- Opening Delimiter -
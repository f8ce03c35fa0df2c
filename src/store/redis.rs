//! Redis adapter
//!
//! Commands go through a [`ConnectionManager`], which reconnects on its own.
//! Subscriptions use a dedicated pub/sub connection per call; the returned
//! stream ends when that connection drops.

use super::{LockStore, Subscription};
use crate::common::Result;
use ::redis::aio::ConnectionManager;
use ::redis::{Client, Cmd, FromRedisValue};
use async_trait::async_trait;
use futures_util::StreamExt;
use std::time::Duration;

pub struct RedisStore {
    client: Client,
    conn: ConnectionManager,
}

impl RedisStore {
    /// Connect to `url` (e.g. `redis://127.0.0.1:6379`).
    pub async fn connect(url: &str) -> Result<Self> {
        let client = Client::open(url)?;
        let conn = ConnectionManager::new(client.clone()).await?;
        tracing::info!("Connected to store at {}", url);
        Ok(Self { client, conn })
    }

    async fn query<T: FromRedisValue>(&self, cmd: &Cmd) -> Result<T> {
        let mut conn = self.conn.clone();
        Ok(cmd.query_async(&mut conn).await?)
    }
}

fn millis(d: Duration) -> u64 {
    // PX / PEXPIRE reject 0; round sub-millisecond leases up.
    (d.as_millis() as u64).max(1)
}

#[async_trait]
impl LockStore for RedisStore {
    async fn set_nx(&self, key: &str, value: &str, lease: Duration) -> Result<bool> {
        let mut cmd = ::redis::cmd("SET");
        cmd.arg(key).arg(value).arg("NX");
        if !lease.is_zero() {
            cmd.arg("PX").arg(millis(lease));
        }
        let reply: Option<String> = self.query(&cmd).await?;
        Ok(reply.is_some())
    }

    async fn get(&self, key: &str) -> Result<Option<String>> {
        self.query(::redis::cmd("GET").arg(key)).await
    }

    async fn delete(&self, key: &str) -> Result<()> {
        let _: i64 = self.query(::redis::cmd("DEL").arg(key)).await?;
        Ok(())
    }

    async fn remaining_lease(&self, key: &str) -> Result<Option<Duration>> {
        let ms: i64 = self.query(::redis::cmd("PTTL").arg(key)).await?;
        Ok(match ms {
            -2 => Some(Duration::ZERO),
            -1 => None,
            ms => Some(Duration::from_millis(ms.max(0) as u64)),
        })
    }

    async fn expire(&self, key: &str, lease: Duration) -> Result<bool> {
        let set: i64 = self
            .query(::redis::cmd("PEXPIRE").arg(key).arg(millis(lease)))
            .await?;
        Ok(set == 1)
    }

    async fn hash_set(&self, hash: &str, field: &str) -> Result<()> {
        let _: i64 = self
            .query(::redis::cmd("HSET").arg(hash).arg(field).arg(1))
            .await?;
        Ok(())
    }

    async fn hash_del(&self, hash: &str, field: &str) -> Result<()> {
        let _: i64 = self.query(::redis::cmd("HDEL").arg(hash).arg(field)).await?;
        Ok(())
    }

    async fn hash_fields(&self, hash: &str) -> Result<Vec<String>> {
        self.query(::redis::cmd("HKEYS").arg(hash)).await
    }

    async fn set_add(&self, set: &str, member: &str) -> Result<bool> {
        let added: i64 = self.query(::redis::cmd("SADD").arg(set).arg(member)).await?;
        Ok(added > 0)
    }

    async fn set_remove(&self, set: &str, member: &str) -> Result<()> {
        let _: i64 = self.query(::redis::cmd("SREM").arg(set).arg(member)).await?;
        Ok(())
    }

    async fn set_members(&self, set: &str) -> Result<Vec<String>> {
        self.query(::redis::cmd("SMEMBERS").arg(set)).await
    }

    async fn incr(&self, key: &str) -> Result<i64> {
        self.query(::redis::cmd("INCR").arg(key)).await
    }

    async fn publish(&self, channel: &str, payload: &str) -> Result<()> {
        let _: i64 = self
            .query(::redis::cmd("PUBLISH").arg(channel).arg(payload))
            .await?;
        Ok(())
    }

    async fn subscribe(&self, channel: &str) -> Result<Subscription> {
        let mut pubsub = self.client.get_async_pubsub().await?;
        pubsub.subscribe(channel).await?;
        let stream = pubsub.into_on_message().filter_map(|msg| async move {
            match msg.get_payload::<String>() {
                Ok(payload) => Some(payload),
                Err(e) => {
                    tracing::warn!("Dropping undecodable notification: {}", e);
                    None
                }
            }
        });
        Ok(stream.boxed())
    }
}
- Closing Delimiter -
#### [Task statement]
Transcribe the material above in its entirety. Match it exactly.

#### [Response to this exercise]
repository f8ce03c35fa0df2c
filename src/store/redis.rs
//! Redis adapter
//!
//! Commands go through a [`ConnectionManager`], which reconnects on its own.
//! Subscriptions use a dedicated pub/sub connection per call; the returned
//! stream ends when that connection drops.

use super::{LockStore, Subscription};
use crate::common::Result;
use ::redis::aio::ConnectionManager;
use ::redis::{Client, Cmd, FromRedisValue};
use async_trait::async_trait;
use futures_util::StreamExt;
use std::time::Duration;

pub struct RedisStore {
    client: Client,
    conn: ConnectionManager,
}

impl RedisStore {
    /// Connect to `url` (e.g. `redis://127.0.0.1:6379`).
    pub async fn connect(url: &str) -> Result<Self> {
        let client = Client::open(url)?;
        let conn = ConnectionManager::new(client.clone()).await?;
        tracing::info!("Connected to store at {}", url);
        Ok(Self { client, conn })
    }

    async fn query<T: FromRedisValue>(&self, cmd: &Cmd) -> Result<T> {
        let mut conn = self.conn.clone();
        Ok(cmd.query_async(&mut conn).await?)
    }
}

fn millis(d: Duration) -> u64 {
    // PX / PEXPIRE reject 0; round sub-millisecond leases up.
    (d.as_millis() as u64).max(1)
}

#[async_trait]
impl LockStore for RedisStore {
    async fn set_nx(&self, key: &str, value: &str, lease: Duration) -> Result<bool> {
        let mut cmd = ::redis::cmd("SET");
        cmd.arg(key).arg(value).arg("NX");
        if !lease.is_zero() {
            cmd.arg("PX").arg(millis(lease));
        }
        let reply: Option<String> = self.query(&cmd).await?;
        Ok(reply.is_some())
    }

    async fn get(&self, key: &str) -> Result<Option<String>> {
        self.query(::redis::cmd("GET").arg(key)).await
    }

    async fn delete(&self, key: &str) -> Result<()> {
        let _: i64 = self.query(::redis::cmd("DEL").arg(key)).await?;
        Ok(())
    }

    async fn remaining_lease(&self, key: &str) -> Result<Option<Duration>> {
        let ms: i64 = self.query(::redis::cmd("PTTL").arg(key)).await?;
        Ok(match ms {
            -2 => Some(Duration::ZERO),
            -1 => None,
            ms => Some(Duration::from_millis(ms.max(0) as u64)),
        })
    }

    async fn expire(&self, key: &str, lease: Duration) -> Result<bool> {
        let set: i64 = self
            .query(::redis::cmd("PEXPIRE").arg(key).arg(millis(lease)))
            .await?;
        Ok(set == 1)
    }

    async fn hash_set(&self, hash: &str, field: &str) -> Result<()> {
        let _: i64 = self
            .query(::redis::cmd("HSET").arg(hash).arg(field).arg(1))
            .await?;
        Ok(())
    }

    async fn hash_del(&self, hash: &str, field: &str) -> Result<()> {
        let _: i64 = self.query(::redis::cmd("HDEL").arg(hash).arg(field)).await?;
        Ok(())
    }

    async fn hash_fields(&self, hash: &str) -> Result<Vec<String>> {
        self.query(::redis::cmd("HKEYS").arg(hash)).await
    }

    async fn set_add(&self, set: &str, member: &str) -> Result<bool> {
        let added: i64 = self.query(::redis::cmd("SADD").arg(set).arg(member)).await?;
        Ok(added > 0)
    }

    async fn set_remove(&self, set: &str, member: &str) -> Result<()> {
        let _: i64 = self.query(::redis::cmd("SREM").arg(set).arg(member)).await?;
        Ok(())
    }

    async fn set_members(&self, set: &str) -> Result<Vec<String>> {
        self.query(::redis::cmd("SMEMBERS").arg(set)).await
    }

    async fn incr(&self, key: &str) -> Result<i64> {
        self.query(::redis::cmd("INCR").arg(key)).await
    }

    async fn publish(&self, channel: &str, payload: &str) -> Result<()> {
        let _: i64 = self
            .query(::redis::cmd("PUBLISH").arg(channel).arg(payload))
            .await?;
        Ok(())
    }

    async fn subscribe(&self, channel: &str) -> Result<Subscription> {
        let mut pubsub = self.client.get_async_pubsub().await?;
        pubsub.subscribe(channel).await?;
        let stream = pubsub.into_on_message().filter_map(|msg| async move {
            match msg.get_payload::<String>() {
                Ok(payload) => Some(payload),
                Err(e) => {
                    tracing::warn!("Dropping undecodable notification: {}", e);
                    None
                }
            }
        });
        Ok(stream.boxed())
    }
}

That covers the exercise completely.